#### PROBLEM STATEMENT
Output every line from the beginning of the records through the line that contains "AppError::BadRequest(_) | AppError::EmptyCart", exactly as it appears.

#### THE INPUT
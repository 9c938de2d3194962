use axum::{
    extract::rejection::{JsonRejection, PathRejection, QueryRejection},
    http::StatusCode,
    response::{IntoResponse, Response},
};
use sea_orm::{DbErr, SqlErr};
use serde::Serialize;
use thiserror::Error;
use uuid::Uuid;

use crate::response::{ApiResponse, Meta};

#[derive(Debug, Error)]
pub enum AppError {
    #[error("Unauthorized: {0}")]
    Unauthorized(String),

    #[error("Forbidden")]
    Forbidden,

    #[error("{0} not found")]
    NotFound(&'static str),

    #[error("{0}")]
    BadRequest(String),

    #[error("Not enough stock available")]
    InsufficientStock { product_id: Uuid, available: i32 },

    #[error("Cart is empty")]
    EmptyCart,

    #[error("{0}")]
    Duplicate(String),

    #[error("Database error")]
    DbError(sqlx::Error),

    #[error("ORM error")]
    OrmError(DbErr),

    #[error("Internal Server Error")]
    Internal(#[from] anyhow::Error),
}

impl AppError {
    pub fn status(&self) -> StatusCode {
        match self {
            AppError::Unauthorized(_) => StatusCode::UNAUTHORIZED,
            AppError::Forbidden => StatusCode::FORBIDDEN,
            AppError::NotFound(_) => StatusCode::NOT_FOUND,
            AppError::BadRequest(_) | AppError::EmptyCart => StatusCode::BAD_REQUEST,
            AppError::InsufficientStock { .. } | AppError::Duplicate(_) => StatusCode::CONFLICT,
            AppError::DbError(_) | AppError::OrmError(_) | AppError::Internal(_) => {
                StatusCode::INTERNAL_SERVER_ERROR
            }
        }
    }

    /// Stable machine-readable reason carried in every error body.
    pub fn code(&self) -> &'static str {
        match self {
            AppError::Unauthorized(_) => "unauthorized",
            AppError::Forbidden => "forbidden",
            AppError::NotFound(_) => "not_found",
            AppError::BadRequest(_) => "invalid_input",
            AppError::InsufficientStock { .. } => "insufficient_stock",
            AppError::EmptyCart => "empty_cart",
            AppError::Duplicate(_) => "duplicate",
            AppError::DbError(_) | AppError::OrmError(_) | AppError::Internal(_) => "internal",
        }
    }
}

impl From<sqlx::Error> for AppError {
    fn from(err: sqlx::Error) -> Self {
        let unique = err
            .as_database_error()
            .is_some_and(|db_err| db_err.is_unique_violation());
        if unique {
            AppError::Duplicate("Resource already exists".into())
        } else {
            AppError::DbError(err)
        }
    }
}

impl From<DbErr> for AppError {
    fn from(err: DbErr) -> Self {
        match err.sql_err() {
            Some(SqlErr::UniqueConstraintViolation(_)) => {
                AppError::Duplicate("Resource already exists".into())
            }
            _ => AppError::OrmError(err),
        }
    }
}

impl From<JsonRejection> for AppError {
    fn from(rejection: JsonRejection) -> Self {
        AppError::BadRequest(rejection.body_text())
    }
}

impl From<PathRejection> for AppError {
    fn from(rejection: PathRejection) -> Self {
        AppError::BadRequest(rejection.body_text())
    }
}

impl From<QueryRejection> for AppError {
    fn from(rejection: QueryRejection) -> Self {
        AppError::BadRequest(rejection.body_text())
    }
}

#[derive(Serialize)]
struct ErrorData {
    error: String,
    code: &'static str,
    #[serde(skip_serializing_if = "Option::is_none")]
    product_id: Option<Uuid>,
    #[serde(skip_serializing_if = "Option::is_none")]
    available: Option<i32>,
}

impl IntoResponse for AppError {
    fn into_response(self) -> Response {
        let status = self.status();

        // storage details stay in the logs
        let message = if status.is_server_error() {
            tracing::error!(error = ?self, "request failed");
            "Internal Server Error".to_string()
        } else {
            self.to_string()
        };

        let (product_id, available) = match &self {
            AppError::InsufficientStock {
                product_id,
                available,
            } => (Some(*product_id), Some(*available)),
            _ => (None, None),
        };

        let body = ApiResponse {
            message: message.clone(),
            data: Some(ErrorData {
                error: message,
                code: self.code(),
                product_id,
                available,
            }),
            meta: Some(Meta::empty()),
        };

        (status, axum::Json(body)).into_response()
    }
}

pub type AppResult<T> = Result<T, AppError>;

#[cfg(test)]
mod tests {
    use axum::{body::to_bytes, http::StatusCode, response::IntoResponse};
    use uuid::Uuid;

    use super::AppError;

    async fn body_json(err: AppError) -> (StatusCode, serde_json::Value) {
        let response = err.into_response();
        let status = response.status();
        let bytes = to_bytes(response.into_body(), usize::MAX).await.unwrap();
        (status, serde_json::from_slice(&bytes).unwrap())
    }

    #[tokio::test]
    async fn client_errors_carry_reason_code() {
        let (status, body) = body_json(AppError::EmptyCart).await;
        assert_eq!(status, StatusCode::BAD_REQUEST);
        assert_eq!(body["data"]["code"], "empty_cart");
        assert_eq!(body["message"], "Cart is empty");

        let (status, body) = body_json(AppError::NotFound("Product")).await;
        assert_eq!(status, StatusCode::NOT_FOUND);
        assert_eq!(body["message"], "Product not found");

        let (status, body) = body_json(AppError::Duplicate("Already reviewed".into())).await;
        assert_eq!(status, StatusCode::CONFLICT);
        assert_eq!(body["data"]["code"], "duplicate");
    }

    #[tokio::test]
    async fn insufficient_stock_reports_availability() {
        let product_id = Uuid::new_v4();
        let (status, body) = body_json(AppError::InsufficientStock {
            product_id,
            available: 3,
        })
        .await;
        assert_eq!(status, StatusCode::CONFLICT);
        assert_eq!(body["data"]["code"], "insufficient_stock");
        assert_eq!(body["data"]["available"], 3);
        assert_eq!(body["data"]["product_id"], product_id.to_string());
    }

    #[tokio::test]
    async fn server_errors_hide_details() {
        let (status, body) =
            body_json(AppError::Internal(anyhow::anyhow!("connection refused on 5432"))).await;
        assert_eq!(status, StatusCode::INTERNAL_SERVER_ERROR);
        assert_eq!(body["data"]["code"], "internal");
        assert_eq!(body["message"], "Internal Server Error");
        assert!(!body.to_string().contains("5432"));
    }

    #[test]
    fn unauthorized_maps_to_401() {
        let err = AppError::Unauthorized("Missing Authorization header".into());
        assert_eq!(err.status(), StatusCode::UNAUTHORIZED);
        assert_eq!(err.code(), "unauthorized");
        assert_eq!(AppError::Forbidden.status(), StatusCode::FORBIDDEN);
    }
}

#### WRITTEN RESPONSE
repository 9c938de2d3194962
use axum::{
    extract::rejection::{JsonRejection, PathRejection, QueryRejection},
    http::StatusCode,
    response::{IntoResponse, Response},
};
use sea_orm::{DbErr, SqlErr};
use serde::Serialize;
use thiserror::Error;
use uuid::Uuid;

use crate::response::{ApiResponse, Meta};

#[derive(Debug, Error)]
pub enum AppError {
    #[error("Unauthorized: {0}")]
    Unauthorized(String),

    #[error("Forbidden")]
    Forbidden,

    #[error("{0} not found")]
    NotFound(&'static str),

    #[error("{0}")]
    BadRequest(String),

    #[error("Not enough stock available")]
    InsufficientStock { product_id: Uuid, available: i32 },

    #[error("Cart is empty")]
    EmptyCart,

    #[error("{0}")]
    Duplicate(String),

    #[error("Database error")]
    DbError(sqlx::Error),

    #[error("ORM error")]
    OrmError(DbErr),

    #[error("Internal Server Error")]
    Internal(#[from] anyhow::Error),
}

impl AppError {
    pub fn status(&self) -> StatusCode {
        match self {
            AppError::Unauthorized(_) => StatusCode::UNAUTHORIZED,
            AppError::Forbidden => StatusCode::FORBIDDEN,
            AppError::NotFound(_) => StatusCode::NOT_FOUND,
            AppError::BadRequest(_) | AppError::EmptyCart => StatusCode::BAD_REQUEST,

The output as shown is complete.